─── RECORDED DATA ───

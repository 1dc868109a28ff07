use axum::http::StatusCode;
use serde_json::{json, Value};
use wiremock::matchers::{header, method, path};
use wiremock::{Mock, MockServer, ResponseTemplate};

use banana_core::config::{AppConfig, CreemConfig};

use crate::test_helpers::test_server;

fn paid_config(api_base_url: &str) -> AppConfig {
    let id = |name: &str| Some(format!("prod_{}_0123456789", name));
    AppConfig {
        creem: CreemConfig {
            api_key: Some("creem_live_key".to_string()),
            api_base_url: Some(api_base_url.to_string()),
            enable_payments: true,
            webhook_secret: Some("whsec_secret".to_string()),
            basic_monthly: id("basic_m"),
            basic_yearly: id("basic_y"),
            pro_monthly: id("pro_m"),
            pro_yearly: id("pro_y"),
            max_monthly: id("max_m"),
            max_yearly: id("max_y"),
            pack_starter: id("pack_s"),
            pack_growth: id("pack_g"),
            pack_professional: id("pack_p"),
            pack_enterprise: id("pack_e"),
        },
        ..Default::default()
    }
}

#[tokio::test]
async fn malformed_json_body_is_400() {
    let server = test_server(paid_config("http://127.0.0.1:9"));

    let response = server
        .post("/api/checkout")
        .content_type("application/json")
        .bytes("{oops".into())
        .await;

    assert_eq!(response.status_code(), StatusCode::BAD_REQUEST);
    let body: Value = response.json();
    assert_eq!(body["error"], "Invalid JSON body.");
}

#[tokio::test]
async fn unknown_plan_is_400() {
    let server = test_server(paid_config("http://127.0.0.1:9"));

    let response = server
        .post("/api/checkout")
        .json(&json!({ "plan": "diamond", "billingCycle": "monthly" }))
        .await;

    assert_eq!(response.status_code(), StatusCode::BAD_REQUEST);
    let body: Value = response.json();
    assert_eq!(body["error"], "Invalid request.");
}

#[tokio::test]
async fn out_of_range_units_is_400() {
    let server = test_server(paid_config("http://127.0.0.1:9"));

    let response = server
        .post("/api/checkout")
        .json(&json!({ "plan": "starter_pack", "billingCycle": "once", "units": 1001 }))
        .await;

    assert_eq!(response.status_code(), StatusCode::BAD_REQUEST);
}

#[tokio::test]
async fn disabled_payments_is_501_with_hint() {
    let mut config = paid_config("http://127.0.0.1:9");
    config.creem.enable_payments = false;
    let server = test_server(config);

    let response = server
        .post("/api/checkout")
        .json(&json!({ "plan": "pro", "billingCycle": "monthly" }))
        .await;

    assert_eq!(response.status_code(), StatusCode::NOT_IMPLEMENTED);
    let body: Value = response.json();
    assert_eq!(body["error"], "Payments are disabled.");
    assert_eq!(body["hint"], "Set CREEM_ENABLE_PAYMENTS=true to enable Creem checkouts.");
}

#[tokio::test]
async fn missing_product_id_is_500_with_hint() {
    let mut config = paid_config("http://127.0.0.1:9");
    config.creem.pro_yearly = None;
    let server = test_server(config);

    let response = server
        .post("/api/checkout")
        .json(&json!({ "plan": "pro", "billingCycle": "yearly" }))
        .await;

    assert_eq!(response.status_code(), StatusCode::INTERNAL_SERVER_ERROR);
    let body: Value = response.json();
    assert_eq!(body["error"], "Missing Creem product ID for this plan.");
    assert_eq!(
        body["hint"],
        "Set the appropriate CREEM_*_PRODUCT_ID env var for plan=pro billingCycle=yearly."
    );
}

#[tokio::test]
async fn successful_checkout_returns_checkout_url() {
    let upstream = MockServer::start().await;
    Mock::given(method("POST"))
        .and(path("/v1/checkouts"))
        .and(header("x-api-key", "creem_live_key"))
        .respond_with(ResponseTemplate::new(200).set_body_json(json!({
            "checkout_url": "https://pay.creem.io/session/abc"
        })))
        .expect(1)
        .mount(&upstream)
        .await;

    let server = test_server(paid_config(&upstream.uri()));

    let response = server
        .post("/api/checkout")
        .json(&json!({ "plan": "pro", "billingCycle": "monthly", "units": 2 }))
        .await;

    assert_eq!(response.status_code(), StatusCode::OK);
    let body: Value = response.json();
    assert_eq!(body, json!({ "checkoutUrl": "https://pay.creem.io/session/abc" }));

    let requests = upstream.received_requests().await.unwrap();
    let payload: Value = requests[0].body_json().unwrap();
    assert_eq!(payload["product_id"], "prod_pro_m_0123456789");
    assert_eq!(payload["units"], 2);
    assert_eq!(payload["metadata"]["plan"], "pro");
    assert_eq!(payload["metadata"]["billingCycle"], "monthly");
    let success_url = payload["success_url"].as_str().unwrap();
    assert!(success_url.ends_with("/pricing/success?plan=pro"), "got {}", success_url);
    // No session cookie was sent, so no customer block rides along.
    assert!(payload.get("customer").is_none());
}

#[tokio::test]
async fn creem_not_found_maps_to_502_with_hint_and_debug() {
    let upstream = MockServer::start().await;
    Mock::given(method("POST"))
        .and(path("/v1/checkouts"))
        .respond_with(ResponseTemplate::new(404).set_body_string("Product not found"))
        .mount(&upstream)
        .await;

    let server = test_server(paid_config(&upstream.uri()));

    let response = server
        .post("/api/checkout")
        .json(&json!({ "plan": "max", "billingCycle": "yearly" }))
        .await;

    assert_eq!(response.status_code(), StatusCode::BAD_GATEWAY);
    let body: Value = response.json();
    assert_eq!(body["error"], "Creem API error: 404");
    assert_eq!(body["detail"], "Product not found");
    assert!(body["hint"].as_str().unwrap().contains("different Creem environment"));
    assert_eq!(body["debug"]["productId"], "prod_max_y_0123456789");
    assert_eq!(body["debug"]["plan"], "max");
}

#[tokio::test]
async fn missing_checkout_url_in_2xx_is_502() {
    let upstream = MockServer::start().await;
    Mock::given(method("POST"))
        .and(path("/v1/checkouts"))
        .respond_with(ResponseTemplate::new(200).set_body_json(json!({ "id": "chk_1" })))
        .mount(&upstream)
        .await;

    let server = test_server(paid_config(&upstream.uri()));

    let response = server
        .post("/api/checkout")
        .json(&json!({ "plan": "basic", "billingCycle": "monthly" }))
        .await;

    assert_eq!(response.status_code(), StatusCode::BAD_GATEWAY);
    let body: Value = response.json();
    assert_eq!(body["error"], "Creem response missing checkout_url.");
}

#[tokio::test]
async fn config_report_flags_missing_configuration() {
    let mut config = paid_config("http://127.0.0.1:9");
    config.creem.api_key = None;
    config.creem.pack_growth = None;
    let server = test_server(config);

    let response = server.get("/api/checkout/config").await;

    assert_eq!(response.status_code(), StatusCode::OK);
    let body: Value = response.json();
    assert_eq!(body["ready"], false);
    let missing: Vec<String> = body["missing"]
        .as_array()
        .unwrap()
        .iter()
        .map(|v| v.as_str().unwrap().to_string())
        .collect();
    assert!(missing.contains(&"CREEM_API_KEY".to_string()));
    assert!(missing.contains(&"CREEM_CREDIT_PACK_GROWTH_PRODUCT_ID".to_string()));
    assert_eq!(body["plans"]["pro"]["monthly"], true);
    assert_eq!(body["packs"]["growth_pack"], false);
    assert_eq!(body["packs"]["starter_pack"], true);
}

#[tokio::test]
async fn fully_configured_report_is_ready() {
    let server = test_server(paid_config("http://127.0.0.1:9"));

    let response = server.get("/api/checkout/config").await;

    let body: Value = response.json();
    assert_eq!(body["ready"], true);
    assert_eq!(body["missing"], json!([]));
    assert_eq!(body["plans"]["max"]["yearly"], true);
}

───
─── RECORDED DATA ───

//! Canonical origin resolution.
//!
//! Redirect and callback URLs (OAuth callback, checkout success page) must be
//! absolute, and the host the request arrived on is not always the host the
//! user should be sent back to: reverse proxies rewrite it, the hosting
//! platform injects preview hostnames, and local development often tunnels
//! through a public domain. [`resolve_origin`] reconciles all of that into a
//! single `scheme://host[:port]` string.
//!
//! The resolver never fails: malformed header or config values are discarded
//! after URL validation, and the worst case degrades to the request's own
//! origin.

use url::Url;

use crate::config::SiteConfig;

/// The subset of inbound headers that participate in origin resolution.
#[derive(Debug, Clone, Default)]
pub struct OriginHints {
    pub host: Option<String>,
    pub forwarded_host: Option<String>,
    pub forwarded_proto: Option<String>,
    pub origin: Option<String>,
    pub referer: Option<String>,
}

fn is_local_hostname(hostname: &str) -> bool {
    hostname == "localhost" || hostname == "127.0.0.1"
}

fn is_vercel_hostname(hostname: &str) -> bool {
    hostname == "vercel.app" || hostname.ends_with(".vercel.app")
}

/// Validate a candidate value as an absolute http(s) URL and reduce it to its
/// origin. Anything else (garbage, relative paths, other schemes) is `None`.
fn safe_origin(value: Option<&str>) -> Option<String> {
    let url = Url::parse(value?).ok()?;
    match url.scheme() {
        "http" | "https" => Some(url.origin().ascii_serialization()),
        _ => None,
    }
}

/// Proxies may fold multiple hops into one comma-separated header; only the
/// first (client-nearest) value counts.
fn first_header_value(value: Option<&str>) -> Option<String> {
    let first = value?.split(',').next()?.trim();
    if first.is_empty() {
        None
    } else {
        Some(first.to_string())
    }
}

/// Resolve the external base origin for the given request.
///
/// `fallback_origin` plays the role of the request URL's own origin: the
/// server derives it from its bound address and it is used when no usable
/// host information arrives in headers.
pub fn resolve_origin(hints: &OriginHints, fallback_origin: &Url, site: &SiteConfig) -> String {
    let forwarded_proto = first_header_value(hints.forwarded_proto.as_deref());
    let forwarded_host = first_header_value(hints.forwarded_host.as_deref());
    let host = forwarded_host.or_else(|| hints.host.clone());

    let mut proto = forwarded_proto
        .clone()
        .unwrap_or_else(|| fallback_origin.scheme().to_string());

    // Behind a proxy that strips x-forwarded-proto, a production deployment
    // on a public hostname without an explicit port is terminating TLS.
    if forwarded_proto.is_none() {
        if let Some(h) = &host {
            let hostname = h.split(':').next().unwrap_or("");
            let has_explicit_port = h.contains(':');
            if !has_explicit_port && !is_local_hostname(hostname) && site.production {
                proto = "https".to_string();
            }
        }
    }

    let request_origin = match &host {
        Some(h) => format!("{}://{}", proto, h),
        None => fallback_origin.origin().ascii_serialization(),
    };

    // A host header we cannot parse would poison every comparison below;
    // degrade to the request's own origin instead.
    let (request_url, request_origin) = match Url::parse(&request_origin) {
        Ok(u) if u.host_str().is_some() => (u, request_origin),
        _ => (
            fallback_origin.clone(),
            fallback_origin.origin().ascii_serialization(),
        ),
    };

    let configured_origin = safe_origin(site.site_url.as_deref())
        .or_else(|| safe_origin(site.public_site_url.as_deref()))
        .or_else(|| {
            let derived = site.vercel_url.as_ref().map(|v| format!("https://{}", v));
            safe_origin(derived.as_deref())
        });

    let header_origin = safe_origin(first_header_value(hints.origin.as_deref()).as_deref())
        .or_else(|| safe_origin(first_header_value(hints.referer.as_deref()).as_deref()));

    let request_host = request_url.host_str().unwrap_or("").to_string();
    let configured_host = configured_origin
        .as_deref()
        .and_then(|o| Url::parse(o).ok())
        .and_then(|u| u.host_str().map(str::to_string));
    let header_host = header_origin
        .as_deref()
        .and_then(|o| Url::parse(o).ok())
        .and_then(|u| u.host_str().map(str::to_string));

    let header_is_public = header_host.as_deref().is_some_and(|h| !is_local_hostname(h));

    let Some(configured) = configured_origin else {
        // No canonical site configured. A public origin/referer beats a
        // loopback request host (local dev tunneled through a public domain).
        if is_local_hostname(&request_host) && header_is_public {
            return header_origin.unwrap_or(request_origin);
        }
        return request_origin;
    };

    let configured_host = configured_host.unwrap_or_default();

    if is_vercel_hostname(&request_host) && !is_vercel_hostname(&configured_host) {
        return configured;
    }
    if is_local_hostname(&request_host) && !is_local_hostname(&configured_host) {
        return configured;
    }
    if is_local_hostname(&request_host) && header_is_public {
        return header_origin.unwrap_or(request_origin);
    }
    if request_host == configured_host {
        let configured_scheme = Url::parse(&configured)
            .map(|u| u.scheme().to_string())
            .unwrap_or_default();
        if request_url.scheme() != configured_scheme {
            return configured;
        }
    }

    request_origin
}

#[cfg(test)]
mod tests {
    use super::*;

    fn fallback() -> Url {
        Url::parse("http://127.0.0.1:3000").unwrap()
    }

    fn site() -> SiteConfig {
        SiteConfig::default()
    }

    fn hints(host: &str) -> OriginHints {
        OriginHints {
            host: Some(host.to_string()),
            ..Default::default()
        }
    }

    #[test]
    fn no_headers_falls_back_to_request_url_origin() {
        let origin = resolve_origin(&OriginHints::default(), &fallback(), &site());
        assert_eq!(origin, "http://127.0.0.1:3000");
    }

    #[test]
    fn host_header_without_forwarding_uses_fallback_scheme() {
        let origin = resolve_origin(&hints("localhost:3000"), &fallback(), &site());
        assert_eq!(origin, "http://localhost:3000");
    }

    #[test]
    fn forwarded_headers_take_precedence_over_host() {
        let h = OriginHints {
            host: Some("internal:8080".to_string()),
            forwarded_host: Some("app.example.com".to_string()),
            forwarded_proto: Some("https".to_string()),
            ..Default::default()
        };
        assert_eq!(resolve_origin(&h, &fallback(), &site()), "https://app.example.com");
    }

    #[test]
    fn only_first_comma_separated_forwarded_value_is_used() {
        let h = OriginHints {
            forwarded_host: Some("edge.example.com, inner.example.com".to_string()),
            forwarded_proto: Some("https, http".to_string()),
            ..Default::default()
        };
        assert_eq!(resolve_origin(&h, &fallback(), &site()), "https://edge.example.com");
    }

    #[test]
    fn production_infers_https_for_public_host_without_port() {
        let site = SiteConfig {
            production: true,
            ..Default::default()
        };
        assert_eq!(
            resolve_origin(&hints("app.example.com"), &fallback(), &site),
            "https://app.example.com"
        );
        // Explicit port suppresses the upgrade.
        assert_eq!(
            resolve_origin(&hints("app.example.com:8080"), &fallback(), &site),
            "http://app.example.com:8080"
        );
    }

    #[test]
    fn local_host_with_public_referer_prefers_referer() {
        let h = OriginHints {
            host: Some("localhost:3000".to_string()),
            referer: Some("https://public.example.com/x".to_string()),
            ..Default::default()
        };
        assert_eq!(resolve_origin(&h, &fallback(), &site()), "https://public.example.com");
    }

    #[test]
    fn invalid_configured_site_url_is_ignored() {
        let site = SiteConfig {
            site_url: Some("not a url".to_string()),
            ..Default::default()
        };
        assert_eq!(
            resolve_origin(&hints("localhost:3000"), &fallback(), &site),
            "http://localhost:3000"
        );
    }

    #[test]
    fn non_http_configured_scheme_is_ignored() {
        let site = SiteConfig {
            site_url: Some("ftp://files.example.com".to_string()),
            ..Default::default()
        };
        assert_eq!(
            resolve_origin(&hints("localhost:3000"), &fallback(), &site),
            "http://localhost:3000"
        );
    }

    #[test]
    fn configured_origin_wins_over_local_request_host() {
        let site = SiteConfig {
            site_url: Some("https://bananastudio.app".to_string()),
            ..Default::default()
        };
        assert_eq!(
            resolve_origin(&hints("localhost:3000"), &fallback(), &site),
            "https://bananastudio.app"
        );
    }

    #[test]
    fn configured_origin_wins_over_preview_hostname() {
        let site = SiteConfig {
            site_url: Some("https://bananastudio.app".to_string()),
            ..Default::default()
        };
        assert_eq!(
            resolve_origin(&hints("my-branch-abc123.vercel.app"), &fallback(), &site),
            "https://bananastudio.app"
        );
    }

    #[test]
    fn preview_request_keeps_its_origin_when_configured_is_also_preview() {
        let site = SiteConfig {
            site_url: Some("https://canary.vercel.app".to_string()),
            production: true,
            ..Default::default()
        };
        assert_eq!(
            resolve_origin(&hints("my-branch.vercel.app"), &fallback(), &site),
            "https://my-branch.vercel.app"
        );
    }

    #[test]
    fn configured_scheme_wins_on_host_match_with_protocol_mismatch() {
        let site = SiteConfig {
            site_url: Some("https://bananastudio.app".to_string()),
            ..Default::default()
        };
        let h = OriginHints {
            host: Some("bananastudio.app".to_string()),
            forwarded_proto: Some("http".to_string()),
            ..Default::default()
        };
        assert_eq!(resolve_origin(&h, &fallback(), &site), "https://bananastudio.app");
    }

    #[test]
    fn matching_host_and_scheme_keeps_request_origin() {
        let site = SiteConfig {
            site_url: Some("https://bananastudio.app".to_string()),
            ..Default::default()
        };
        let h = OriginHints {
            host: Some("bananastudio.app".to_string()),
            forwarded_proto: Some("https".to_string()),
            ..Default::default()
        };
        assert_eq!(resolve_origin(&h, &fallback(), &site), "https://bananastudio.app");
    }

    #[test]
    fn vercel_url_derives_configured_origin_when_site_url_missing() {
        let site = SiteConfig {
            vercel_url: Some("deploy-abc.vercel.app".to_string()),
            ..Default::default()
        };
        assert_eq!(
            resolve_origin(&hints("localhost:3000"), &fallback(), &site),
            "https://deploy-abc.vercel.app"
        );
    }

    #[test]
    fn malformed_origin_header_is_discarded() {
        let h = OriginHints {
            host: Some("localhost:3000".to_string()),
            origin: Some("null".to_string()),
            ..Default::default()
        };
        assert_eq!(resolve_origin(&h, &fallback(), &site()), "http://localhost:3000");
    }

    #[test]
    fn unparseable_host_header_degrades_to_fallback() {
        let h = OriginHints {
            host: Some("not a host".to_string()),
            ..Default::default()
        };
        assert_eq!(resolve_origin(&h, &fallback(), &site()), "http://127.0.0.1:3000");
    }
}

───

**EXERCISE BRIEF**
For the word "ResponseTemplate", work out how many lines of the entries contain it, and state the number alone.

**RESULT**
4